Small, agile and independent teams with clear goals and thinking data as a product are the foundation of a successful data mesh initiative. But transitioning away from a traditional, centralised approach requires a change in the mindsets and striking a balance between autonomy and organisational-level governance. This kind of cultural shift can be challenging – the key is to start small but think big and iterate on the way forward.

Top view of a rowing team

This is the third part of our data mesh blog post series and will focus on the toughest part of the whole data mesh paradigm: the people and culture. We’ll consider the following:

  • How to build a data mesh domain team
  • How to avoid organisational silos and achieve mutual benefits
  • How to get started with data mesh implementation

If you haven’t already read the earlier posts covering the basics of the data mesh paradigm and its technological aspects, you might want to first read:

When should organisations consider data mesh

The role of technology in data mesh architecture

How to build a data mesh domain team

According to Zhamak Dehghani, the creator of the data mesh paradigm, businesses handle their complexity by breaking the organisation into smaller domains that are independently managed and have their own clear goal. This removes dependencies within the organisation and allows more agile and lean ways of working. In the same way as business is restructured into domains, Dehghani argues that technology and data should be too. This leads to the creation of domain teams that are responsible for owning, developing and serving data products related to their domain.

Domain teams should be small enough to maintain agility and shared targets. The optimal size of a Scrum team is often considered to be between three and nine people, and similar team sizes should be seen in data mesh domain teams as well. These teams should be cross functional, including data engineers, scientists, designers and developers that can fulfil the domain’s needs. Having independent teams doesn’t mean that they can’t share talent, but it should be clearly defined where individual responsibilities lie. The goal of team independence is to ensure an individual domain team doesn’t need to wait for other teams’ input to progress their goals and deliver new iterations of their products.

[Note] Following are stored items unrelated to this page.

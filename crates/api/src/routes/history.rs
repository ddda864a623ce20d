//! Route definitions for the `/history` resource.

use axum::routing::get;
use axum::Router;

use crate::handlers::history;
use crate::state::AppState;

/// Routes mounted at `/history`.
///
/// ```text
/// GET    /          -> list_history
/// GET    /search    -> search_history
/// GET    /stats     -> history_stats
/// GET    /{id}      -> get_entry
/// DELETE /{id}      -> delete_entry
/// ```
pub fn router() -> Router<AppState> {
    Router::new()
        .route("/", get(history::list_history))
        .route("/search", get(history::search_history))
        .route("/stats", get(history::history_stats))
        .route(
            "/{id}",
            get(history::get_entry).delete(history::delete_entry),
        )
}
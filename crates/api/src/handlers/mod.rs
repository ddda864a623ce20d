pub mod generate;
pub mod history;
pub mod jobs;
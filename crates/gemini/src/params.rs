//! Named generation parameter presets.
//!
//! A request selects a preset by config identifier; unknown identifiers
//! fall back to the default preset rather than failing the request.

use serde::Serialize;

/// Sampling parameters sent as the request's `generationConfig`.
#[derive(Debug, Clone, PartialEq, Serialize)]
#[serde(rename_all = "camelCase")]
pub struct GenerationParams {
    pub temperature: f32,
    pub top_p: f32,
    pub top_k: u32,
    pub max_output_tokens: u32,
}

impl GenerationParams {
    /// Balanced preset used when no config is specified.
    pub fn default_preset() -> Self {
        Self {
            temperature: 0.7,
            top_p: 0.95,
            top_k: 40,
            max_output_tokens: 1024,
        }
    }

    /// Low-temperature preset for deterministic output.
    pub fn precise() -> Self {
        Self {
            temperature: 0.2,
            top_p: 0.8,
            top_k: 20,
            max_output_tokens: 1024,
        }
    }

    /// High-temperature preset for exploratory output.
    pub fn creative() -> Self {
        Self {
            temperature: 0.95,
            top_p: 0.97,
            top_k: 64,
            max_output_tokens: 2048,
        }
    }

    /// Resolve a config identifier to its preset. Unknown identifiers
    /// resolve to the default preset.
    pub fn for_config(config: &str) -> Self {
        match config {
            "precise" => Self::precise(),
            "creative" => Self::creative(),
            _ => Self::default_preset(),
        }
    }
}

#[cfg(test)]
mod tests {
    use super::*;

    #[test]
    fn known_configs_resolve_to_their_presets() {
        assert_eq!(GenerationParams::for_config("precise"), GenerationParams::precise());
        assert_eq!(GenerationParams::for_config("creative"), GenerationParams::creative());
    }

    #[test]
    fn unknown_config_falls_back_to_default() {
        assert_eq!(
            GenerationParams::for_config("does-not-exist"),
            GenerationParams::default_preset()
        );
        assert_eq!(
            GenerationParams::for_config("default"),
            GenerationParams::default_preset()
        );
    }

    #[test]
    fn serializes_with_camel_case_keys() {
        let json = serde_json::to_value(GenerationParams::default_preset()).expect("json");
        assert!(json.get("topP").is_some());
        assert!(json.get("maxOutputTokens").is_some());
    }
}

Having small teams focusing on narrow targets and visions enables horizontal scaling as teams can advance different aspects of the same product simultaneously. More cross-functional operators such as a marketing team or COO can feed ideas to different domain teams to advance interests that cover multiple domains. These actors working across domain borders have a critical role in ensuring the end product advances in a desirable direction.

How to avoid organisational silos and achieve mutual benefit

Even though the domains are independent of each other, communication should happen across the mesh network. This means that product teams should have open and shared demos, retrospectives and knowledge-sharing ceremonies. This ensures that domain teams don’t become too fixed in their own opinions when it comes to things like technological decisions and architectural design patterns. Open discussion ensures that the technology validation enabled by the data mesh paradigm has a positive outcome for the company as the results of hypothesis testing are communicated between experts.

By shifting from a monolithic, centralised approach to the data mesh paradigm, cultural change and business process renewal is inevitable. Substance and data professionals will need to change not only their existing ways of working but also often their whole outlook on how data is viewed. One of the key differences is to start thinking of data as the main product rather than a mere by-product or consequence. At the same time, teams and individuals utilising the data should be treated as customers.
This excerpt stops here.